Liu Xiaofeng, Yoo Chaehwa, Xing Fangxu, Kuo C-C Jay, El Fakhri Georges, Kang Je-Won, Woo Jonghye
Gordon Center for Medical Imaging, Massachusetts General Hospital and Harvard Medical School, Boston, MA, USA.
Dept. of Electronic and Electrical Engineering and Graduate Program in Smart Factory, Ewha Womans University, Seoul, South Korea.
Proc SPIE Int Soc Opt Eng. 2022 Feb-Mar;12032. doi: 10.1117/12.2607895. Epub 2022 Apr 4.

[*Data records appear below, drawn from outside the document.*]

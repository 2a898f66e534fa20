use glam::{Affine3A, Quat, Vec3};

use crate::rig::NodeIndex;

/// One joint of an animated rig.
///
/// # Design Principles
///
/// - Nodes live contiguously in a [`crate::rig::Rig`] arena and reference
///   each other by index, so the per-frame passes walk plain `Vec`s
/// - Each node carries two poses: the *rest* pose authored in the source
///   asset, and the *blend* pose the animation system writes every frame
/// - Matrices are cached on the node; they are only valid after the rig's
///   update passes have run
///
/// # Poses
///
/// The rest pose is the blend pivot: blending with factor 0 yields the rest
/// pose, factor 1 yields the sampled animation value. Setting a rest value
/// also resets the matching blend value, so a node nothing animates renders
/// in its authored pose.
#[derive(Debug, Clone)]
pub struct Node {
    // === Core Hierarchy ===
    /// Node name from the source asset (may be synthesized)
    pub(crate) name: String,
    /// Parent node index (None for the root and unattached nodes)
    pub(crate) parent: Option<NodeIndex>,
    /// Child node indices
    pub(crate) children: Vec<NodeIndex>,

    // === Rest Pose ===
    rest_scale: Vec3,
    rest_rotation: Quat,
    rest_translation: Vec3,

    // === Blend Pose ===
    blend_scale: Vec3,
    blend_rotation: Quat,
    blend_translation: Vec3,

    // === Cached Matrices ===
    /// Local transform of the blend pose (translation * rotation * scale)
    pub(crate) local_matrix: Affine3A,
    /// Parent world matrix times local matrix
    pub(crate) world_matrix: Affine3A,
}

impl Node {
    /// Creates an unattached node in the identity pose.
    #[must_use]
    pub fn new(name: impl Into<String>) -> Self {
        Self {
            name: name.into(),
            parent: None,
            children: Vec::new(),
            rest_scale: Vec3::ONE,
            rest_rotation: Quat::IDENTITY,
            rest_translation: Vec3::ZERO,
            blend_scale: Vec3::ONE,
            blend_rotation: Quat::IDENTITY,
            blend_translation: Vec3::ZERO,
            local_matrix: Affine3A::IDENTITY,
            world_matrix: Affine3A::IDENTITY,
        }
    }

    /// Returns the node name.
    #[inline]
    #[must_use]
    pub fn name(&self) -> &str {
        &self.name
    }

    /// Returns the parent node index, if any.
    #[inline]
    #[must_use]
    pub fn parent(&self) -> Option<NodeIndex> {
        self.parent
    }

    /// Returns a read-only slice of child node indices.
    #[inline]
    #[must_use]
    pub fn children(&self) -> &[NodeIndex] {
        &self.children
    }

    // ========================================================================
    // Rest pose
    // ========================================================================

    /// Sets the rest scale and resets the blend scale to match.
    pub fn set_rest_scale(&mut self, scale: Vec3) {
        self.rest_scale = scale;
        self.blend_scale = scale;
    }

    /// Sets the rest rotation and resets the blend rotation to match.
    pub fn set_rest_rotation(&mut self, rotation: Quat) {
        self.rest_rotation = rotation;
        self.blend_rotation = rotation;
    }

    /// Sets the rest translation and resets the blend translation to match.
    pub fn set_rest_translation(&mut self, translation: Vec3) {
        self.rest_translation = translation;
        self.blend_translation = translation;
    }

    #[inline]
    #[must_use]
    pub fn rest_scale(&self) -> Vec3 {
        self.rest_scale
    }

    #[inline]
    #[must_use]
    pub fn rest_rotation(&self) -> Quat {
        self.rest_rotation
    }

    #[inline]
    #[must_use]
    pub fn rest_translation(&self) -> Vec3 {
        self.rest_translation
    }

    // ========================================================================
    // Blend pose
    // ========================================================================

    /// Blends the scale between rest pose and `scale`.
    ///
    /// `factor` is clamped to `[0, 1]`; 0 keeps the rest scale, 1 takes
    /// `scale` entirely.
    pub fn blend_scale(&mut self, scale: Vec3, factor: f32) {
        let f = factor.clamp(0.0, 1.0);
        self.blend_scale = scale * f + self.rest_scale * (1.0 - f);
    }

    /// Blends the rotation between rest pose and `rotation`.
    ///
    /// Uses spherical interpolation, which keeps the result on the shortest
    /// arc and sidesteps quaternion double-cover artifacts. The result is
    /// re-normalized before storing.
    pub fn blend_rotation(&mut self, rotation: Quat, factor: f32) {
        let f = factor.clamp(0.0, 1.0);
        self.blend_rotation = self.rest_rotation.slerp(rotation, f).normalize();
    }

    /// Blends the translation between rest pose and `translation`.
    ///
    /// `factor` is clamped to `[0, 1]`.
    pub fn blend_translation(&mut self, translation: Vec3, factor: f32) {
        let f = factor.clamp(0.0, 1.0);
        self.blend_translation = translation * f + self.rest_translation * (1.0 - f);
    }

    /// Resets the blend pose back to the rest pose.
    pub fn reset_blend(&mut self) {
        self.blend_scale = self.rest_scale;
        self.blend_rotation = self.rest_rotation;
        self.blend_translation = self.rest_translation;
    }

    #[inline]
    #[must_use]
    pub fn blend_scale_value(&self) -> Vec3 {
        self.blend_scale
    }

    #[inline]
    #[must_use]
    pub fn blend_rotation_value(&self) -> Quat {
        self.blend_rotation
    }

    #[inline]
    #[must_use]
    pub fn blend_translation_value(&self) -> Vec3 {
        self.blend_translation
    }

    // ========================================================================
    // Matrices
    // ========================================================================

    /// Rebuilds the local matrix from the blend pose.
    ///
    /// Composition order is translation * rotation * scale, matching glTF
    /// node TRS semantics.
    #[inline]
    pub fn update_local_matrix(&mut self) {
        self.local_matrix = Affine3A::from_scale_rotation_translation(
            self.blend_scale,
            self.blend_rotation,
            self.blend_translation,
        );
    }

    /// Returns a reference to the local transformation matrix.
    #[inline]
    #[must_use]
    pub fn local_matrix(&self) -> &Affine3A {
        &self.local_matrix
    }

    /// Returns a reference to the world transformation matrix.
    ///
    /// Valid only after [`crate::rig::Rig::update_world_matrices`] (or a
    /// subtree update covering this node) has run.
    #[inline]
    #[must_use]
    pub fn world_matrix(&self) -> &Affine3A {
        &self.world_matrix
    }

    /// World-space position of this node.
    ///
    /// Decomposes the cached world matrix; a degenerate matrix yields
    /// `Vec3::ZERO` instead of propagating NaNs.
    #[must_use]
    pub fn global_position(&self) -> Vec3 {
        decompose_affine(&self.world_matrix)
            .map_or(Vec3::ZERO, |(_, _, translation)| translation)
    }

    /// World-space rotation of this node.
    ///
    /// Decomposes the cached world matrix; a degenerate matrix yields
    /// `Quat::IDENTITY` instead of propagating NaNs.
    #[must_use]
    pub fn global_rotation(&self) -> Quat {
        decompose_affine(&self.world_matrix).map_or(Quat::IDENTITY, |(_, rotation, _)| rotation)
    }
}

/// Decomposes an affine transform into scale, rotation and translation.
///
/// Returns `None` when the linear part is singular or non-finite, in which
/// case callers substitute identity defaults.
pub(crate) fn decompose_affine(matrix: &Affine3A) -> Option<(Vec3, Quat, Vec3)> {
    let det = matrix.matrix3.determinant();
    if !det.is_finite() || det.abs() < 1e-10 {
        return None;
    }
    let (scale, rotation, translation) = matrix.to_scale_rotation_translation();
    if !(scale.is_finite() && rotation.is_finite() && translation.is_finite()) {
        return None;
    }
    Some((scale, rotation, translation))
}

Unsupervised domain adaptation (UDA) has been widely used to transfer knowledge from a labeled source domain to an unlabeled target domain to counter the difficulty of labeling in a new domain. The training of conventional solutions usually relies on the existence of both source and target domain data. However, privacy of the large-scale and well-labeled data in the source domain and trained model parameters can become the major concern of cross center/domain collaborations. In this work, to address this, we propose a practical solution to UDA for segmentation with a black-box segmentation model trained in the source domain only, rather than original source data or a white-box source model. Specifically, we resort to a knowledge distillation scheme with exponential mixup decay (EMD) to gradually learn target-specific representations. In addition, unsupervised entropy minimization is further applied to regularization of the target domain confidence. We evaluated our framework on the BraTS 2018 database, achieving performance on par with white-box source model adaptation approaches.
无监督域适应(UDA)已被广泛用于将知识从有标签的源域转移到无标签的目标域,以应对新域中标记的困难。传统解决方案的训练通常依赖于源域和目标域数据的存在。然而,源域中大规模且标注良好的数据以及训练模型参数的隐私可能成为跨中心/域协作的主要关注点。在这项工作中,为了解决这个问题,我们提出了一种针对UDA分割的实用解决方案,该方案仅使用在源域中训练的黑盒分割模型,而不是原始源数据或白盒源模型。具体来说,我们采用了一种带有指数混合衰减(EMD)的知识蒸馏方案来逐步学习特定于目标的表示。此外,无监督熵最小化进一步应用于目标域置信度的正则化。我们在BraTS 2018数据库上评估了我们的框架,其性能与白盒源模型适应方法相当。